Was ist schiefgelaufen? In Andalusien, mit 8,6 Millionen Einwohnern die bevölkerungsreichste Region Spaniens, werden – wie in anderen europäischen Ländern – regelmäßig Mammografien angeboten, um Brustkrebs frühzeitig zu erkennen. Bei dieser Vorsorgeuntersuchung werden Röntgenaufnahmen der Brust gemacht. Durch diese Früherkennung können Krebsfälle erkannt werden, die sonst zu spät entdeckt würden, was eine wirksamere Behandlung ermöglicht und so das Sterberisiko reduzieren kann.
Wenn die Röntgenbilder eindeutig sind, erhalten Frauen normalerweise innerhalb kurzer Zeit einen schriftlichen Befund. Bei „nicht eindeutigen“ Ergebnissen sollten sie umgehend zu einer Nachkontrolle eingeladen werden. Genau hier lag offenbar in Andalusien der Fehler: Tausende Frauen mit unklaren Befunden erhielten keine Rückmeldung oder erst Monate oder sogar Jahre später, was zu einem Fortschreiten der Tumore führte. Eine der betroffenen Frauen berichtete im spanischen Fernsehen: „Ich dachte nach der Vorsorgeuntersuchung, es sei alles gut. Ein Jahr später riefen sie mich an – da war der Tumor schon groß. Jetzt muss mir die Brust entfernt werden.“
Die andalusische Regionalregierung spricht von einem „Fehler in der Informationskette“. Frauen seien „versehentlich“ nicht über das Ergebnis ihrer Untersuchung informiert worden, obwohl eine weitere Kontrolle nötig gewesen wäre. Man arbeite daran, alle betroffenen Frauen zu kontaktieren, erklärte eine Behördensprecherin. Doch nach Angaben der Betroffenen-Organisation Amama hat bislang kaum jemand einen solchen Anruf bekommen.

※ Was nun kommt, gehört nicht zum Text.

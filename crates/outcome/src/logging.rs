//! Best-effort logging of outcome messages.
//!
//! Messages are written through a [`MessageSink`]; the built-in
//! [`TracingSink`] forwards to `tracing` events with the trace ids as
//! structured fields. Callers treat sinks as best-effort: conversion paths
//! discard sink failures so logging can never change an outcome.

use itertools::Itertools;
use thiserror::Error;
use tracing::{debug, error, info, trace, warn};

use crate::message::{Message, Severity};
use crate::outcome::Outcome;

#[derive(Debug, Error)]
pub enum SinkError {
    #[error("message sink failure: {0}")]
    Failed(String),

    #[error("severity {0:?} is not valid for an error message")]
    UnsupportedSeverity(Severity),
}

/// Destination for outcome messages.
///
/// `skip_if_already_logged` suppresses messages whose logged marker is
/// already set; a sink that writes a message is expected to set it.
pub trait MessageSink {
    fn log(&self, message: &Message, skip_if_already_logged: bool) -> Result<(), SinkError>;
}

/// [`MessageSink`] writing `tracing` events at the message's severity.
#[derive(Debug, Default, Clone, Copy)]
pub struct TracingSink;

impl MessageSink for TracingSink {
    fn log(&self, message: &Message, skip_if_already_logged: bool) -> Result<(), SinkError> {
        if skip_if_already_logged && message.is_logged() {
            return Ok(());
        }

        let correlation_id = message.trace().correlation_id;
        let method_call_id = message.trace().frame.method_call_id;
        match message.severity() {
            Severity::Trace => trace!(
                message_id = %message.id(),
                correlation_id = ?correlation_id,
                method_call_id = %method_call_id,
                code = ?message.code(),
                detail = ?message.detail(),
                "{}",
                message.text()
            ),
            Severity::Debug => debug!(
                message_id = %message.id(),
                correlation_id = ?correlation_id,
                method_call_id = %method_call_id,
                code = ?message.code(),
                detail = ?message.detail(),
                "{}",
                message.text()
            ),
            Severity::Info => info!(
                message_id = %message.id(),
                correlation_id = ?correlation_id,
                method_call_id = %method_call_id,
                code = ?message.code(),
                detail = ?message.detail(),
                "{}",
                message.text()
            ),
            Severity::Warn => warn!(
                message_id = %message.id(),
                correlation_id = ?correlation_id,
                method_call_id = %method_call_id,
                code = ?message.code(),
                detail = ?message.detail(),
                "{}",
                message.text()
            ),
            Severity::Error => error!(
                message_id = %message.id(),
                correlation_id = ?correlation_id,
                method_call_id = %method_call_id,
                code = ?message.code(),
                property_name = ?message.property_name(),
                detail = ?message.detail(),
                source_error = ?message.source_error(),
                "{}",
                message.text()
            ),
            Severity::Critical => error!(
                critical = true,
                message_id = %message.id(),
                correlation_id = ?correlation_id,
                method_call_id = %method_call_id,
                code = ?message.code(),
                property_name = ?message.property_name(),
                detail = ?message.detail(),
                source_error = ?message.source_error(),
                "{}",
                message.text()
            ),
        }

        message.mark_logged();
        Ok(())
    }
}

/// Write the outcome's error messages through `sink`, in accumulation order.
///
/// Fails on a message that is not error-level; the error list must only ever
/// hold `Error`/`Critical` severities.
pub fn log_error_messages<T>(
    sink: &dyn MessageSink,
    outcome: &Outcome<T>,
    skip_if_already_logged: bool,
) -> Result<(), SinkError> {
    for message in outcome.error_messages() {
        if !message.severity().is_error_level() {
            return Err(SinkError::UnsupportedSeverity(message.severity()));
        }
        sink.log(&message, skip_if_already_logged)?;
    }
    Ok(())
}

/// Write every message of the outcome through `sink`, interleaving the three
/// lists into chronological order by creation timestamp.
pub fn log_all_messages<T>(
    sink: &dyn MessageSink,
    outcome: &Outcome<T>,
    skip_if_already_logged: bool,
) -> Result<(), SinkError> {
    let messages = outcome
        .error_messages()
        .into_iter()
        .chain(outcome.warning_messages())
        .chain(outcome.success_messages())
        .sorted_by_key(|m| m.created_utc());

    for message in messages {
        sink.log(&message, skip_if_already_logged)?;
    }
    Ok(())
}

Für manche Frauen, die nicht informiert wurden, kommt die Nachricht des „nicht schlüssigen” Befunds ohnehin zu spät: Nach Angaben von Amama sind bereits mehrere Frauen infolge der Mammografie-Affäre verstorben. „Das ist keine Panne, das ist eine Tragödie mit Todesfolge“, sagte Amama-Vorsitzende Claverol. „Eine Frau mit Krebs kann in einem Monat tot sein.“
Der Anwalt der Vereinigung kündigte an, Strafanzeigen wegen fahrlässiger Tötung und unterlassener Hilfeleistung zu prüfen. „Wenn sich bestätigt, dass Frauen durch diese Verzögerungen gestorben sind, müssen strafrechtliche Konsequenzen folgen.“ Auch Schadensersatzklagen kommen auf die Gesundheitsverwaltung zu. Die Staatsanwaltschaft ermittelt bereits. Möglicherweise ist bisher von diesem Skandal nur die Spitze des Eisbergs bekannt geworden. Die andalusische Regionalregierung nennt derzeit die Zahl von rund 2.000 betroffenen Frauen. Doch Amama und andere Patientenorganisationen melden Tausende neue Verdachtsfälle, die in den letzten Tagen bekannt geworden seien. „Wir wissen noch gar nicht, wie viele es wirklich sind“, sagte Amama-Chefin Claverol.
Im sonnigen Andalusien leben Zehntausende Bürger aus dem europäischen Ausland. Darunter befinden sich viele ältere Residenten aus Deutschland, Österreich, der Schweiz oder Luxemburg. Viele dieser europäischen Bürger nutzen ebenfalls die Vorsorgeprogramme des andalusischen Gesundheitsdienstes. Wer also untersucht wurde und bis heute keinen Befund hat, sollte sich umgehend bei den örtlichen Gesundheitsbehörden melden. Der Mammografie-Fall legt offen, dass Spaniens öffentliches und kostenloses Gesundheitssystem, das generell einen guten Ruf hat, doch erhebliche Mängel hat. Nicht nur in der Region Andalusien kämpfen viele Kliniken mit Personalmangel, überfüllten Radiologie-Abteilungen und langen Wartelisten.
Spaniens Gesundheitsministerin Mónica García schließt offenbar nicht aus, dass sich die Affäre noch auf die ganze Nation ausweiten könnte. Ihr Ministerium kündigte eine landesweite Untersuchung aller Krebs-Vorsorgeprogramme an. Spanische Mediziner berichten, dass es nicht nur bei Brustkrebsuntersuchungen, sondern zum Beispiel auch bei der Darmkrebsvorsorge lange Verzögerungen bei der Diagnose gebe.